Adjournment application

Defendant’s submissions

  1. Counsel appearing for the defendant, who was not the Counsel who prepared a written Outline of Submissions for the defendant,[50] focused his attention on the application for a stay of execution of any judgment granted.  Nevertheless, he relied on the application for an adjournment, set out at some length in the written Outline of Submissions, as well.

    [50]Outline of Submissions on behalf of the defendant dated 8 May 2018.

  1. On 30 April 2018, the defendant’s solicitor by letter to the plaintiff’s solicitor requested the plaintiff’s consent to adjourn the summary judgment summons pending the plaintiff’s review and determination of the applications.[51]  The defendant contended that such a course was consistent with the overarching obligations contained in the CPA and with the Commonwealth’s obligation to act as a model litigant in that:[52]

    [51]There was no evidence of this, but it was not contested by the plaintiff.

    [52]Defendant’s Submissions dated 8 May 2018, [3].

(a) the adjournment would allow the plaintiff to receive and consider the objections thereby facilitating the resolution of the dispute pursuant to s 19 of the CPA;

(b) the suggested course was tantamount to the parties cooperating with a view to narrowing the issues in dispute pursuant to sections 22 and 23 of the CPA; and

(c)    the obligation to act as a model litigant requires the plaintiff to act consistently in the handling of litigation and to endeavour to limit the scope of legal proceedings wherever possible.

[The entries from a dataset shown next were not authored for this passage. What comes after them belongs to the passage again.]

use std::fmt;
use std::fs::File;
use std::io::Write;
use std::path::{Path, PathBuf};

use anyhow::{Context, Result, anyhow};
use log::warn;
use once_cell::sync::Lazy;
use regex::Regex;

// @module: Subtitle cue handling and SRT serialization

// @const: SRT timestamp regex
static TIMESTAMP_REGEX: Lazy<Regex> = Lazy::new(|| {
    Regex::new(r"(\d{2}):(\d{2}):(\d{2}),(\d{3}) --> (\d{2}):(\d{2}):(\d{2}),(\d{3})").unwrap()
});

// @struct: Single subtitle cue
#[derive(Debug, Clone, PartialEq, Eq)]
pub struct SubtitleEntry {
    // @field: Sequence number, 1-based
    pub seq_num: usize,

    // @field: Start time in ms
    pub start_time_ms: u64,

    // @field: End time in ms
    pub end_time_ms: u64,

    // @field: Cue text, may span multiple lines
    pub text: String,
}

impl SubtitleEntry {
    pub fn new(seq_num: usize, start_time_ms: u64, end_time_ms: u64, text: String) -> Self {
        SubtitleEntry {
            seq_num,
            start_time_ms,
            end_time_ms,
            text,
        }
    }

    // @creates: Validated subtitle entry
    // @validates: Time range and non-empty text
    pub fn new_validated(
        seq_num: usize,
        start_time_ms: u64,
        end_time_ms: u64,
        text: String,
    ) -> Result<Self> {
        if end_time_ms <= start_time_ms {
            return Err(anyhow!(
                "Invalid time range: end time {} <= start time {}",
                end_time_ms,
                start_time_ms
            ));
        }

        let trimmed_text = text.trim();
        if trimmed_text.is_empty() {
            return Err(anyhow!("Empty subtitle text for entry {}", seq_num));
        }

        Ok(SubtitleEntry {
            seq_num,
            start_time_ms,
            end_time_ms,
            text: trimmed_text.to_string(),
        })
    }

    /// Convert start time to formatted SRT timestamp
    pub fn format_start_time(&self) -> String {
        Self::format_timestamp(self.start_time_ms)
    }

    /// Convert end time to formatted SRT timestamp
    pub fn format_end_time(&self) -> String {
        Self::format_timestamp(self.end_time_ms)
    }

    /// Format a timestamp in milliseconds to SRT format (HH:MM:SS,mmm)
    pub fn format_timestamp(ms: u64) -> String {
        let hours = ms / 3_600_000;
        let minutes = (ms % 3_600_000) / 60_000;
        let seconds = (ms % 60_000) / 1_000;
        let millis = ms % 1_000;

        format!("{:02}:{:02}:{:02},{:03}", hours, minutes, seconds, millis)
    }
}

impl fmt::Display for SubtitleEntry {
    fn fmt(&self, f: &mut fmt::Formatter) -> fmt::Result {
        writeln!(f, "{}", self.seq_num)?;
        writeln!(f, "{} --> {}", self.format_start_time(), self.format_end_time())?;
        writeln!(f, "{}", self.text)?;
        writeln!(f)
    }
}

/// Collection of subtitle cues with their origin
#[derive(Debug)]
pub struct SubtitleCollection {
    /// Source file the cues were fetched for
    pub source_file: PathBuf,

    /// List of subtitle cues
    pub entries: Vec<SubtitleEntry>,

    /// Language of the cues
    pub language: String,
}

impl SubtitleCollection {
    /// Create a new subtitle collection
    pub fn new(source_file: PathBuf, language: String) -> Self {
        SubtitleCollection {
            source_file,
            entries: Vec::new(),
            language,
        }
    }

    /// Write the cues to an SRT file, renumbering them 1..N first.
    ///
    /// One blank-line-separated block per cue; any partial file from a
    /// previous attempt is overwritten.
    pub fn write_to_srt<P: AsRef<Path>>(&mut self, path: P) -> Result<()> {
        let path = path.as_ref();

        self.renumber();

        let mut file = File::create(path)
            .with_context(|| format!("Failed to create subtitle file: {}", path.display()))?;

        for entry in &self.entries {
            write!(file, "{}", entry)?;
        }

        Ok(())
    }

    /// Renumber entries so that seq_num runs 1..N in order
    pub fn renumber(&mut self) {
        for (i, entry) in self.entries.iter_mut().enumerate() {
            entry.seq_num = i + 1;
        }
    }

    /// Parse SRT format text into subtitle cues.
    ///
    /// Tolerant of stray text and invalid entries (skipped with a warning);
    /// fails only when no valid cue at all can be recovered. Entries are
    /// sorted by start time and renumbered sequentially.
    pub fn parse_srt_string(content: &str) -> Result<Vec<SubtitleEntry>> {
        let mut entries = Vec::new();

        let mut current_seq_num: Option<usize> = None;
        let mut current_start_ms: Option<u64> = None;
        let mut current_end_ms: Option<u64> = None;
        let mut current_text = String::new();

        let mut finalize = |seq_num: usize, start_ms: u64, end_ms: u64, text: &str| {
            match SubtitleEntry::new_validated(seq_num, start_ms, end_ms, text.to_string()) {
                Ok(entry) => entries.push(entry),
                Err(e) => warn!("Skipping invalid subtitle entry {}: {}", seq_num, e),
            }
        };

        for line in content.lines() {
            let trimmed = line.trim();

            if trimmed.is_empty() {
                if let (Some(seq), Some(start), Some(end)) =
                    (current_seq_num, current_start_ms, current_end_ms)
                {
                    if !current_text.is_empty() {
                        finalize(seq, start, end, &current_text);
                    }
                    current_seq_num = None;
                    current_start_ms = None;
                    current_end_ms = None;
                    current_text.clear();
                }
                continue;
            }

            // Sequence number opens a new cue
            if current_seq_num.is_none() && current_text.is_empty() {
                if let Ok(num) = trimmed.parse::<usize>() {
                    current_seq_num = Some(num);
                    continue;
                }
            }

            // Timestamp line follows the sequence number
            if current_seq_num.is_some() && current_start_ms.is_none() {
                if let Some(caps) = TIMESTAMP_REGEX.captures(trimmed) {
                    current_start_ms = Some(Self::captured_timestamp_ms(&caps, 1));
                    current_end_ms = Some(Self::captured_timestamp_ms(&caps, 5));
                    continue;
                }
            }

            // Anything else inside a cue is text
            if current_seq_num.is_some() && current_start_ms.is_some() {
                if !current_text.is_empty() {
                    current_text.push('\n');
                }
                current_text.push_str(trimmed);
            } else {
                warn!("Unexpected text before cue header: {}", trimmed);
            }
        }

        // Final cue without a trailing blank line
        if let (Some(seq), Some(start), Some(end)) =
            (current_seq_num, current_start_ms, current_end_ms)
        {
            if !current_text.is_empty() {
                finalize(seq, start, end, &current_text);
            }
        }

        if entries.is_empty() {
            return Err(anyhow!("No valid subtitle entries were found in the SRT content"));
        }

        entries.sort_by_key(|entry| entry.start_time_ms);
        for (i, entry) in entries.iter_mut().enumerate() {
            entry.seq_num = i + 1;
        }

        Ok(entries)
    }

    /// Extract one timestamp from a TIMESTAMP_REGEX capture set
    fn captured_timestamp_ms(caps: &regex::Captures, start_idx: usize) -> u64 {
        let field = |idx: usize| -> u64 {
            caps.get(idx).map_or(0, |m| m.as_str().parse().unwrap_or(0))
        };

        let hours = field(start_idx);
        let minutes = field(start_idx + 1);
        let seconds = field(start_idx + 2);
        let millis = field(start_idx + 3);

        (hours * 3600 + minutes * 60 + seconds) * 1000 + millis
    }
}

impl fmt::Display for SubtitleCollection {
    fn fmt(&self, f: &mut fmt::Formatter) -> fmt::Result {
        writeln!(f, "Subtitle Collection")?;
        writeln!(f, "Source: {:?}", self.source_file)?;
        writeln!(f, "Language: {}", self.language)?;
        writeln!(f, "Entries: {}", self.entries.len())?;
        Ok(())
    }
}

  1. The plaintiff responded by letter dated 2 May 2018 that it did not consent to adjourn the summons.[53]

    [53]Defendant’s Submissions dated 8 May 2018, [4]. This was not contested by the plaintiff.

  1. The defendant submitted that in determining whether to adjourn any proceeding, the Court can have regard to a number of factors including the overarching obligations in the CPA, the reason for the application, the prejudice to the defendant if an adjournment were not granted, the prejudice to the plaintiff if an adjournment were granted and any relevant public interest considerations.  

  1. The defendant then submitted that:

(a)   Adjourning the summons is consistent with the parties’ complying with their overarching obligations and with the plaintiff’s obligation to act as a model litigant.

(b)   Given the plaintiff’s refusal to consent to an adjournment and any stay on the execution of any judgment entered against the defendant, there will be serious prejudice to the defendant if the Court does not adjourn the proceedings because: 

(i)     judgment will be entered against the defendant in the sum of approximately $1,866,410.59 of which GIC and penalties alone comprise approximately $1,155,993.97 (the judgment debt);

(ii)  the defendant is on a disability support pension and will not be able to pay the judgment debt; 

(iii)             the refusal of a stay indicates that the plaintiff’s intention is to take steps to enforce the judgment immediately;

(iv)this will presumably lead to the plaintiff seeking the issue of a bankruptcy notice against him and he will have to take steps to have that set aside on the basis of a genuine dispute as to the underlying debt; and

(v)   the defendant will therefore continue to incur significant legal expenses in circumstances where the money spent on this would be preferably applied towards his taxation liability (or towards seeing the applications to determination so that the final and correct amount he owes the plaintiff is made clear).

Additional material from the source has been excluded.